ERPの導入を成功させるには、従業員のトレーニングが不可欠だ。ERPの導入は従業員の仕事のやり方の大幅な変更を伴うため、大規模なシステム導入の一環として従業員のトレーニングを位置付けなければならない。
しかし現実には、企業でのERPのトレーニングは必ずしも効果を上げていない。エンタープライズシステムのトレーニングの取り組みでは、操作方法の習得に主眼を置いたものが多いが、これは誤りだ。また、ERPトレーニングコースの多くは「変更内容を従業員が理解しやすい状況に関連付ける」「時間をかけて徐々に変更を適用する」「さまざまな学習スタイルに応じて複数のトレーニング方式を提供する」といった重要な目標を達成できていない。
ERP導入トレーニングの取り組みには、以下の6つの重要なポイントを盛り込む必要がある。

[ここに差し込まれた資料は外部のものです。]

//! Reconciliation of divergent roots by diff and replay.
//!
//! Conflict policy: when two targets changed the same key relative to the
//! base, the target that appears later in the `targets` slice wins. This is
//! deterministic for a fixed target order but caller-order-dependent; it is
//! not causality- or timestamp-aware resolution. Callers that need a
//! stronger policy must order the targets themselves.

use crate::diff::difference;
use crate::map::{del, put, WriteResult};
use crate::shard::{MapError, ShardBlock, ShardConfig};
use futures::future::try_join_all;
use scuttle_block::{BlockFetcher, Link, MemoryBlockstore, MultiFetcher};
use std::collections::BTreeMap;
use tracing::debug;

/// Fold N divergent roots back into `base`, producing one reconciled root
/// and the net block delta.
pub async fn merge<S: BlockFetcher>(
    blocks: &S,
    base: &Link,
    targets: &[Link],
    config: &ShardConfig,
) -> Result<WriteResult, MapError> {
    // Diffs are read-only; compute them concurrently.
    let diffs = try_join_all(targets.iter().map(|t| difference(blocks, base, t))).await?;

    // Replay through a scratch store layered over the caller's so each
    // operation can read the blocks the previous one produced.
    let scratch = MemoryBlockstore::new();
    let fetcher = MultiFetcher::new(vec![&scratch, blocks]);

    let mut root = *base;
    let mut additions: BTreeMap<Link, ShardBlock> = BTreeMap::new();
    let mut removals: BTreeMap<Link, ShardBlock> = BTreeMap::new();

    for diff in &diffs {
        debug!(base = %base.short(), changes = diff.keys.len(), "replaying diff");
        for change in &diff.keys {
            let result = match change.after {
                Some(value) => put(&fetcher, &root, &change.key, value, config).await?,
                None => del(&fetcher, &root, &change.key, config).await?,
            };
            for block in result.additions {
                scratch.put_block(&block.as_block());
                additions.insert(block.link, block);
            }
            for block in result.removals {
                removals.insert(block.link, block);
            }
            root = result.root;
        }
    }

    // Blocks created by one replayed operation and superseded by a later
    // one cancel, mirroring diff's own rule. Intermediate roots fall out
    // here: each was added by one operation and removed by the next.
    let overlap: Vec<Link> = removals
        .keys()
        .filter(|link| additions.contains_key(link))
        .copied()
        .collect();
    for link in overlap {
        additions.remove(&link);
        removals.remove(&link);
    }

    Ok(WriteResult {
        root,
        additions: additions.into_values().collect(),
        removals: removals.into_values().collect(),
    })
}

#[cfg(test)]
mod tests {
    use super::*;
    use crate::map::{entries, get};
    use scuttle_block::MemoryBlockstore;

    fn link(seed: &[u8]) -> Link {
        Link::of(seed)
    }

    fn store_with_empty_root() -> (MemoryBlockstore, Link) {
        let store = MemoryBlockstore::new();
        let root = ShardBlock::empty_root();
        store.put_block(&root.as_block());
        (store, root.link)
    }

    fn persist(store: &MemoryBlockstore, result: &WriteResult) -> Link {
        for block in &result.additions {
            store.put_block(&block.as_block());
        }
        result.root
    }

    async fn apply(
        store: &MemoryBlockstore,
        root: Link,
        ops: &[(&str, Option<Link>)],
    ) -> Link {
        let config = ShardConfig::default();
        let mut root = root;
        for (key, value) in ops {
            let result = match value {
                Some(v) => put(store, &root, key, *v, &config).await.unwrap(),
                None => del(store, &root, key, &config).await.unwrap(),
            };
            root = persist(store, &result);
        }
        root
    }

    #[tokio::test]
    async fn test_merge_single_target_reproduces_it() {
        let (store, base) = store_with_empty_root();
        let base = apply(&store, base, &[("shared", Some(link(b"s")))]).await;
        let target = apply(
            &store,
            base,
            &[("added", Some(link(b"a"))), ("shared", None)],
        )
        .await;

        let config = ShardConfig::default();
        let result = merge(&store, &base, &[target], &config).await.unwrap();
        assert_eq!(result.root, target);
    }

    #[tokio::test]
    async fn test_merge_disjoint_writers() {
        let (store, base) = store_with_empty_root();
        let base = apply(&store, base, &[("common", Some(link(b"c")))]).await;

        let alice = apply(&store, base, &[("alice", Some(link(b"a")))]).await;
        let bob = apply(&store, base, &[("bob", Some(link(b"b")))]).await;

        let config = ShardConfig::default();
        let result = merge(&store, &base, &[alice, bob], &config).await.unwrap();
        let root = persist(&store, &result);

        let listed = entries(&store, &root).await.unwrap();
        let keys: Vec<&str> = listed.iter().map(|(k, _)| k.as_str()).collect();
        assert_eq!(keys, vec!["alice", "bob", "common"]);
    }

    #[tokio::test]
    async fn test_merge_later_target_wins_conflicts() {
        let (store, base) = store_with_empty_root();
        let base = apply(&store, base, &[("k", Some(link(b"base")))]).await;

        let first = apply(&store, base, &[("k", Some(link(b"first")))]).await;
        let second = apply(&store, base, &[("k", Some(link(b"second")))]).await;

        let config = ShardConfig::default();
        let result = merge(&store, &base, &[first, second], &config).await.unwrap();
        let root = persist(&store, &result);
        assert_eq!(get(&store, &root, "k").await.unwrap(), Some(link(b"second")));

        // Reversed order flips the winner.
        let result = merge(&store, &base, &[second, first], &config).await.unwrap();
        let root = persist(&store, &result);
        assert_eq!(get(&store, &root, "k").await.unwrap(), Some(link(b"first")));
    }

    #[tokio::test]
    async fn test_merge_delete_vs_update() {
        let (store, base) = store_with_empty_root();
        let base = apply(&store, base, &[("k", Some(link(b"base")))]).await;

        let deleter = apply(&store, base, &[("k", None)]).await;
        let updater = apply(&store, base, &[("k", Some(link(b"upd")))]).await;

        let config = ShardConfig::default();
        let result = merge(&store, &base, &[updater, deleter], &config).await.unwrap();
        let root = persist(&store, &result);
        assert_eq!(get(&store, &root, "k").await.unwrap(), None);
    }

    #[tokio::test]
    async fn test_merge_no_targets_is_identity() {
        let (store, base) = store_with_empty_root();
        let base = apply(&store, base, &[("k", Some(link(b"v")))]).await;

        let config = ShardConfig::default();
        let result = merge(&store, &base, &[], &config).await.unwrap();
        assert_eq!(result.root, base);
        assert!(result.additions.is_empty());
        assert!(result.removals.is_empty());
    }

    #[tokio::test]
    async fn test_merge_delta_is_net() {
        let (store, base) = store_with_empty_root();
        let base = apply(&store, base, &[("a", Some(link(b"a")))]).await;

        let t1 = apply(&store, base, &[("b", Some(link(b"b")))]).await;
        let t2 = apply(&store, base, &[("c", Some(link(b"c")))]).await;

        let config = ShardConfig::default();
        let result = merge(&store, &base, &[t1, t2], &config).await.unwrap();

        // Nothing reported as added is also reported as removed.
        for added in &result.additions {
            assert!(result.removals.iter().all(|r| r.link != added.link));
        }
        // The final root is among the additions; intermediate roots are not.
        assert!(result.additions.iter().any(|b| b.link == result.root));

        // Persisting just the additions makes the merged map readable.
        let root = persist(&store, &result);
        assert_eq!(get(&store, &root, "a").await.unwrap(), Some(link(b"a")));
        assert_eq!(get(&store, &root, "b").await.unwrap(), Some(link(b"b")));
        assert_eq!(get(&store, &root, "c").await.unwrap(), Some(link(b"c")));
    }
}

ERPソフトウェアメーカーは一般に、システム上で処理を実行する方法を説明するマニュアルを作成したり、ユーザーをトレーニングしたりするのは得意だ。しかし業務の処理は、システム上で処理を実行すればそれで終わりというわけでは決してない。ERPのトレーニングコースでは、システムで新たな処理を実行する方法を教えるだけではなく、従業員が日常業務を処理する状況に即した知識を提供しなければならない。
新しいERP環境への移行に当たっては、現行のビジネスプロセスをお払い箱にしたいという誘惑に駆られる。しかし、従業員は従来の業務手法に関連付けて理解しようとするため、新しいプロセスと現行のプロセスとの対応を示すことが、従業員が新たな環境に移行する手助けとなる。また、現行プロセスとの関連付けは、従業員に関係する重要な変更部分を明確化することにもなる。
学習方法は人によって異なり、従業員の認識と行動を変えるには、反復学習と複数の学習手段が必要になることも多い。米Panorama Consulting Groupの調査によれば、大抵のERP導入事例では授業形式のトレーニングが採用されているが、新しいERPシステムを導入する企業の多くは、チートシート(トラの巻)、ユーザーマニュアル、Webベースのチュートリアル、体験型シミュレーションといった効果的な学習ツールを活用していない。変更を確実に定着させるには、正式なトレーニング以外にもさまざまなトレーニング手段を活用する必要がある。